Fairest in all the land" a été annoncé, le lecteur pouvait s'attendre à un recueil d'histoires courtes indépendantes, comme "1.001 nights of Snowfall" du fait de la multitude d'artistes. En fait il s'agit bien d'une histoire unique et complète, faisant appel à plusieurs personnages de la série Fables. Dans la mesure où le personnage principal est Cinderella et qu'elle rencontre de nombreuses autres femmes de la série, ce tome s'inscrit bien dans le principe assez lâche de la série dérivée "Fairest", mettant en avant des personnages féminins.
Finalement,
Bill Willingham utilise une forme qu'il maîtrise bien, celle de l'enquête policière. Cinderella est la vedette des deux tiers de chapitres. Elle essaye de trouver un fil lui permettant de démêler l'écheveau, sans talent particulier d'enquêtrice. Elle tâtonne, se trompe, se fourvoie, n'arrive pas empêcher d'autres meurtres, trouve quelques pièces du puzzle qu'elle n'arrive pas à assembler, en trouve d'autres par hasard ou parce qu'on lui apporte, recueille des témoignages. de ce point de vue, le récit de
Willingham est assez habile par ce parti pris prosaïque de montrer une personne procédant de manière empirique plus ou moins efficace.
Comme pour la toute première histoire de la série, le lecteur accompagne les démarches de l'enquêtrice en croisant moult personnages issus de contes divers et variés. Il y a quelques nouveaux personnages tels la fée Hadeon, les habitants du royaume d'Hybearnia ou Turgo de Nor.

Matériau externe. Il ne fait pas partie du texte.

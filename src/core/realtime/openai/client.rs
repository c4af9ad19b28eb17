//! OpenAI Realtime API connection.
//!
//! [`OpenAIRealtimeLink::connect`] performs the authenticated WebSocket
//! handshake, configures the session and hands back two halves:
//!
//! - the link itself, a [`RealtimeSender`] that queues client events onto a
//!   dedicated connection task
//! - a [`RealtimeEventStream`] yielding every inbound text frame verbatim
//!
//! The connection task owns the socket. It ends when the server closes, the
//! socket errors, the stream half is dropped, or [`RealtimeSender::close`] is
//! called; in every case the shared liveness flag is cleared first.

use std::pin::Pin;
use std::sync::Arc;
use std::sync::atomic::{AtomicBool, Ordering};
use std::task::{Context, Poll};
use std::time::Duration;

use async_trait::async_trait;
use futures::Stream;
use futures_util::{SinkExt, StreamExt};
use http::HeaderValue;
use tokio::sync::mpsc;
use tokio_tungstenite::tungstenite::Message;
use tokio_tungstenite::tungstenite::client::IntoClientRequest;
use tracing::{debug, error, info, trace, warn};

use super::config::{
    Modality, OPENAI_REALTIME_URL, OpenAIRealtimeAudioFormat, OpenAIRealtimeModel,
    OpenAIRealtimeVoice,
};
use super::messages::{ClientEvent, ConversationItem, SessionConfig, TurnDetection};
use crate::core::realtime::base::{RealtimeConfig, RealtimeError, RealtimeResult, RealtimeSender};

/// Channel capacity for WebSocket message sending.
const WS_CHANNEL_CAPACITY: usize = 256;

/// Commands for the connection task; events are serialized by the sender.
enum LinkCommand {
    Frame(String),
    Close,
}

// =============================================================================
// Link
// =============================================================================

/// Handle to a live OpenAI Realtime WebSocket connection.
///
/// Cloning is cheap; all clones feed the same connection task.
#[derive(Clone)]
pub struct OpenAIRealtimeLink {
    commands: mpsc::Sender<LinkCommand>,
    /// Shared with the connection task, cleared when the socket ends
    open: Arc<AtomicBool>,
}

/// Inbound text frames from the AI endpoint. Ends when the connection does.
///
/// Unbounded so the connection task never waits on the relay while the relay
/// waits on the command channel.
pub struct RealtimeEventStream {
    frames: mpsc::UnboundedReceiver<String>,
}

impl Stream for RealtimeEventStream {
    type Item = String;

    fn poll_next(mut self: Pin<&mut Self>, cx: &mut Context<'_>) -> Poll<Option<String>> {
        self.frames.poll_recv(cx)
    }
}

impl OpenAIRealtimeLink {
    /// Connect, configure the session and optionally trigger the greeting.
    pub async fn connect(
        config: &RealtimeConfig,
    ) -> RealtimeResult<(Self, RealtimeEventStream)> {
        if config.api_key.is_empty() {
            return Err(RealtimeError::AuthenticationFailed(
                "API key is required".to_string(),
            ));
        }

        let request = build_request(config)?;
        let timeout = Duration::from_secs(config.connect_timeout_seconds);

        let (ws_stream, _response) =
            tokio::time::timeout(timeout, tokio_tungstenite::connect_async(request))
                .await
                .map_err(|_| {
                    RealtimeError::Timeout(format!(
                        "handshake did not complete within {}s",
                        config.connect_timeout_seconds
                    ))
                })?
                .map_err(|e| RealtimeError::ConnectionFailed(e.to_string()))?;

        info!(model = %config.model, "Connected to OpenAI Realtime API");

        let (mut ws_sink, mut ws_stream) = ws_stream.split();
        let (tx, mut rx) = mpsc::channel::<LinkCommand>(WS_CHANNEL_CAPACITY);
        let (frame_tx, frame_rx) = mpsc::unbounded_channel::<String>();
        let open = Arc::new(AtomicBool::new(true));

        let task_open = open.clone();
        tokio::spawn(async move {
            loop {
                tokio::select! {
                    command = rx.recv() => {
                        match command {
                            Some(LinkCommand::Frame(json)) => {
                                if let Err(e) = ws_sink.send(Message::Text(json.into())).await {
                                    error!("Failed to send WebSocket message: {}", e);
                                    break;
                                }
                            }
                            Some(LinkCommand::Close) | None => {
                                let _ = ws_sink.send(Message::Close(None)).await;
                                break;
                            }
                        }
                    }

                    msg = ws_stream.next() => {
                        match msg {
                            Some(Ok(Message::Text(text))) => {
                                if frame_tx.send(text.as_str().to_owned()).is_err() {
                                    debug!("Inbound consumer gone, closing realtime link");
                                    let _ = ws_sink.send(Message::Close(None)).await;
                                    break;
                                }
                            }
                            Some(Ok(Message::Ping(data))) => {
                                if let Err(e) = ws_sink.send(Message::Pong(data)).await {
                                    error!("Failed to send pong: {}", e);
                                }
                            }
                            Some(Ok(Message::Close(_))) | None => {
                                info!("WebSocket closed by server");
                                break;
                            }
                            Some(Err(e)) => {
                                error!("WebSocket error: {}", e);
                                break;
                            }
                            Some(Ok(_)) => {}
                        }
                    }
                }
            }

            task_open.store(false, Ordering::SeqCst);
            debug!("Realtime connection task finished");
        });

        let link = Self { commands: tx, open };

        link.send(session_update(config)).await?;
        if config.greet_first {
            for event in greeting_events(config) {
                link.send(event).await?;
            }
        }

        Ok((link, RealtimeEventStream { frames: frame_rx }))
    }
}

#[async_trait]
impl RealtimeSender for OpenAIRealtimeLink {
    fn is_open(&self) -> bool {
        self.open.load(Ordering::SeqCst)
    }

    async fn send(&self, event: ClientEvent) -> RealtimeResult<()> {
        if !self.is_open() {
            return Err(RealtimeError::NotConnected);
        }
        trace!(event_type = event.event_type(), "Sending realtime event");
        let json = serde_json::to_string(&event)
            .map_err(|e| RealtimeError::SerializationError(e.to_string()))?;
        self.commands
            .send(LinkCommand::Frame(json))
            .await
            .map_err(|e| RealtimeError::WebSocketError(e.to_string()))
    }

    async fn close(&self) {
        if self.open.swap(false, Ordering::SeqCst) {
            let _ = self.commands.send(LinkCommand::Close).await;
        }
    }
}

// =============================================================================
// Handshake and session helpers
// =============================================================================

/// Build the WebSocket URL with model parameter.
pub fn build_ws_url(config: &RealtimeConfig) -> RealtimeResult<String> {
    let base = config.endpoint_url.as_deref().unwrap_or(OPENAI_REALTIME_URL);
    let mut url = url::Url::parse(base)
        .map_err(|e| RealtimeError::InvalidConfiguration(format!("{base}: {e}")))?;
    let model = OpenAIRealtimeModel::from_str_or_default(&config.model);
    url.query_pairs_mut().append_pair("model", model.as_str());
    Ok(url.into())
}

fn build_request(config: &RealtimeConfig) -> RealtimeResult<http::Request<()>> {
    let url = build_ws_url(config)?;
    let mut request = url
        .into_client_request()
        .map_err(|e| RealtimeError::ConnectionFailed(e.to_string()))?;

    let bearer = HeaderValue::from_str(&format!("Bearer {}", config.api_key))
        .map_err(|e| RealtimeError::AuthenticationFailed(e.to_string()))?;
    let headers = request.headers_mut();
    headers.insert(http::header::AUTHORIZATION, bearer);
    headers.insert("OpenAI-Beta", HeaderValue::from_static("realtime=v1"));

    Ok(request)
}

/// The `session.update` sent right after the handshake.
pub fn session_update(config: &RealtimeConfig) -> ClientEvent {
    let audio_format = OpenAIRealtimeAudioFormat::from_str_or_default(&config.audio_format);
    let voice = OpenAIRealtimeVoice::from_str_or_default(&config.voice);

    ClientEvent::SessionUpdate {
        session: SessionConfig {
            turn_detection: Some(TurnDetection::server_vad()),
            input_audio_format: Some(audio_format.as_str().to_string()),
            output_audio_format: Some(audio_format.as_str().to_string()),
            voice: Some(voice.as_str().to_string()),
            instructions: Some(config.instructions.clone()),
            modalities: Some(vec![Modality::Text, Modality::Audio]),
            temperature: Some(config.temperature),
        },
    }
}

/// Events that make the assistant speak first.
pub fn greeting_events(config: &RealtimeConfig) -> [ClientEvent; 2] {
    if config.greeting_prompt.is_empty() {
        warn!("greet_first is set with an empty greeting prompt");
    }
    [
        ClientEvent::ConversationItemCreate {
            item: ConversationItem::user_text(config.greeting_prompt.clone()),
        },
        ClientEvent::ResponseCreate,
    ]
}

// =============================================================================
// Tests
// =============================================================================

Il y a de nombreux personnages déjà croisés au fil de la centaine d'épisodes de la série Fables, des plus connus comme le maire Old King Cole, Blanche Neige, la Belle ou Lumi, aux moins connus comme Briar Rose, Bo Peep, ou Reynard, en passant par des seconds rôles réguliers comme Priscilla, Hillary et
Robin Page ou Ozma, ou encore Stinky (pardon, Brock Blueheart, perdu de vue depuis quelques épisodes).
Ce qui rend cette lecture encore plus agréable, est que
Willingham n'oublie une dose d'humour bon enfant, jouant sur plusieurs registres qu'il s'agisse d'un personnage comique comme Stinky, d'une situation absurde comme changer la roue d'une fée ou des têtes parlantes, de jeu sur le langage (le parler des habitants d'Hybearnia), ou encore la solution idiote au comportement irresponsable de Turgo de Nor (un amalgame étonnant entre le héros viril, le saoulard et le remède pire que le mal).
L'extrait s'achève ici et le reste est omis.